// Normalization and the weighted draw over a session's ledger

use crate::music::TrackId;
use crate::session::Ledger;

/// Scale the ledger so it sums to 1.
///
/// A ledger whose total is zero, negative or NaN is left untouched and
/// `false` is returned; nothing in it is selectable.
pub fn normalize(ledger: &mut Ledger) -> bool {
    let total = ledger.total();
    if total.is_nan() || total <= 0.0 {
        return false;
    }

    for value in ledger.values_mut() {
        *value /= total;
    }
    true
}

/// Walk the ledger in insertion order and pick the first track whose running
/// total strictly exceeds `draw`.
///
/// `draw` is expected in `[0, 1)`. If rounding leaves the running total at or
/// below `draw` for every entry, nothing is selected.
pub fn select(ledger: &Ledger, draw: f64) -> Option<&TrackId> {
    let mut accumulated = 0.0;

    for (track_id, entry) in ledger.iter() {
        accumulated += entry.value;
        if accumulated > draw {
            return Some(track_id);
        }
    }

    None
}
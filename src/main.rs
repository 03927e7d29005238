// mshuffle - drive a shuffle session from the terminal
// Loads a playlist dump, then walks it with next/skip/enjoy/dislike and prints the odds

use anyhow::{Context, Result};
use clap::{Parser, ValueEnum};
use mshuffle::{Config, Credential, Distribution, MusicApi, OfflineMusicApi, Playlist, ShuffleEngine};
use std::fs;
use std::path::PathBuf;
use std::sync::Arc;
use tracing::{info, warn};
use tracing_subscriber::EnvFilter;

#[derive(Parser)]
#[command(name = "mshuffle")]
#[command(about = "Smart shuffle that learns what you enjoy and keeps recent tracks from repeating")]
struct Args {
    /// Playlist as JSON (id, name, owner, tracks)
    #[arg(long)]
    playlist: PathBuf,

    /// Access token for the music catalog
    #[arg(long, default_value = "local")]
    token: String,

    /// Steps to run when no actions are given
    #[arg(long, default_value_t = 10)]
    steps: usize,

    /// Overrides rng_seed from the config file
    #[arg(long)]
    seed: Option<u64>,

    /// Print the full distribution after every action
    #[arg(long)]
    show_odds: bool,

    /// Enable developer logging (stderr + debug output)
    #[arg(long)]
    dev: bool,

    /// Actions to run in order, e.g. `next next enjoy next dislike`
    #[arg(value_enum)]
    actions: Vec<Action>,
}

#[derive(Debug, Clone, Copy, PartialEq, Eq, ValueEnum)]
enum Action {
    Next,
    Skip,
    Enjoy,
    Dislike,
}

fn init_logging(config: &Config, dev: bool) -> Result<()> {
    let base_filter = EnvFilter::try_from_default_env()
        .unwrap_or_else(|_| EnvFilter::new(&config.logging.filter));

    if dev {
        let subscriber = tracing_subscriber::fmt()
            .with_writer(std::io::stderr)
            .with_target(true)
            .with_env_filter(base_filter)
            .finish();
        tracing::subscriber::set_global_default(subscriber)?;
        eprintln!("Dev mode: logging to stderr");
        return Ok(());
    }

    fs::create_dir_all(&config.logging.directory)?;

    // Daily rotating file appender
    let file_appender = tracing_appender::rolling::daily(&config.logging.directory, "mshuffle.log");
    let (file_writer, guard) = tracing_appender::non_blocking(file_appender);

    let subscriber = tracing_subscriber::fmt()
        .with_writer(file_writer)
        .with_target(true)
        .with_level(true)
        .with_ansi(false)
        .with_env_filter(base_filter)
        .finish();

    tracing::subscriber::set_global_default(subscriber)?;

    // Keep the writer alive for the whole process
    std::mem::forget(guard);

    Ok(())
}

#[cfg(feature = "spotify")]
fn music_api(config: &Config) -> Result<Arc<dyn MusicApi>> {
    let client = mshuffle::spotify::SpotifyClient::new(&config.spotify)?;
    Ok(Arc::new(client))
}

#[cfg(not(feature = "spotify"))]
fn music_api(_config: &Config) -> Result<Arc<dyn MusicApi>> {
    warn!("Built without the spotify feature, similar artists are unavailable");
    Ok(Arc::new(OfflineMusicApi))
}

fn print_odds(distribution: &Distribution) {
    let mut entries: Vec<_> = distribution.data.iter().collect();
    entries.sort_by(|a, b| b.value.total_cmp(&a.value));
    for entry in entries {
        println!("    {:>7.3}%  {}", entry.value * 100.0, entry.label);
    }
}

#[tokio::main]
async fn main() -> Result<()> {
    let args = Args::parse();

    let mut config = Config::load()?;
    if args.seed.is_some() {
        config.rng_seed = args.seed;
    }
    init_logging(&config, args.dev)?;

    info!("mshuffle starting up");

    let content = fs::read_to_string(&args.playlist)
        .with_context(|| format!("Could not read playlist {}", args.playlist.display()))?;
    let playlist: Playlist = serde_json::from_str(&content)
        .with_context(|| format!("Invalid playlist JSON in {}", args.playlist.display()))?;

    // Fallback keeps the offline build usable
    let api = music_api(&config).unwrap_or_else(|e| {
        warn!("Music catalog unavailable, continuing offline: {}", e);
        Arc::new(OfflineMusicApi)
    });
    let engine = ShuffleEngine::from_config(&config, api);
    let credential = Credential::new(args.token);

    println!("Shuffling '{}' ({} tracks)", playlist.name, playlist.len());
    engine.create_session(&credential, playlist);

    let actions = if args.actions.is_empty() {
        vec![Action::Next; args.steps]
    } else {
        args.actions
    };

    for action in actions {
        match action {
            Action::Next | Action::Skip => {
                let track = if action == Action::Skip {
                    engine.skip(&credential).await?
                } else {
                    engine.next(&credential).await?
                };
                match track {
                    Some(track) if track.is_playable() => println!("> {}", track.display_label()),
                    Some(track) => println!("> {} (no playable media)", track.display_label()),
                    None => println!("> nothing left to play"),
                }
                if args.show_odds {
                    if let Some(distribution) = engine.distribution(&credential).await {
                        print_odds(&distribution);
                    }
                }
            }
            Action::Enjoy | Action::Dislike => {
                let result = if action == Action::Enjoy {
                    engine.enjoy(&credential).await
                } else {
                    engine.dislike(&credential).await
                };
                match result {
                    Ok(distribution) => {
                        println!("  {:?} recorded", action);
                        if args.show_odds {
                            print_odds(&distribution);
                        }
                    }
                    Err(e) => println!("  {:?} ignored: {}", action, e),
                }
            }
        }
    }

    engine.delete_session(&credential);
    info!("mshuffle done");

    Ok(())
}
☆ ☆ ☆ ☆ ☆ ☆ ☆
- [PROBLEM TO SOLVE] Would you print exactly and only the lines of the material above that run from the line with "return false;" through the line with "after every action", both included?

- [ANSWER TO THIS EXERCISE]
        return false;
    }

    for value in ledger.values_mut() {
        *value /= total;
    }
    true
}

/// Walk the ledger in insertion order and pick the first track whose running
/// total strictly exceeds `draw`.
///
/// `draw` is expected in `[0, 1)`. If rounding leaves the running total at or
/// below `draw` for every entry, nothing is selected.
pub fn select(ledger: &Ledger, draw: f64) -> Option<&TrackId> {
    let mut accumulated = 0.0;

    for (track_id, entry) in ledger.iter() {
        accumulated += entry.value;
        if accumulated > draw {
            return Some(track_id);
        }
    }

    None
}
filename src/main.rs
repository 03927e7d29005238
// mshuffle - drive a shuffle session from the terminal
// Loads a playlist dump, then walks it with next/skip/enjoy/dislike and prints the odds

use anyhow::{Context, Result};
use clap::{Parser, ValueEnum};
use mshuffle::{Config, Credential, Distribution, MusicApi, OfflineMusicApi, Playlist, ShuffleEngine};
use std::fs;
use std::path::PathBuf;
use std::sync::Arc;
use tracing::{info, warn};
use tracing_subscriber::EnvFilter;

#[derive(Parser)]
#[command(name = "mshuffle")]
#[command(about = "Smart shuffle that learns what you enjoy and keeps recent tracks from repeating")]
struct Args {
    /// Playlist as JSON (id, name, owner, tracks)
    #[arg(long)]
    playlist: PathBuf,

    /// Access token for the music catalog
    #[arg(long, default_value = "local")]
    token: String,

    /// Steps to run when no actions are given
    #[arg(long, default_value_t = 10)]
    steps: usize,

    /// Overrides rng_seed from the config file
    #[arg(long)]
    seed: Option<u64>,

    /// Print the full distribution after every action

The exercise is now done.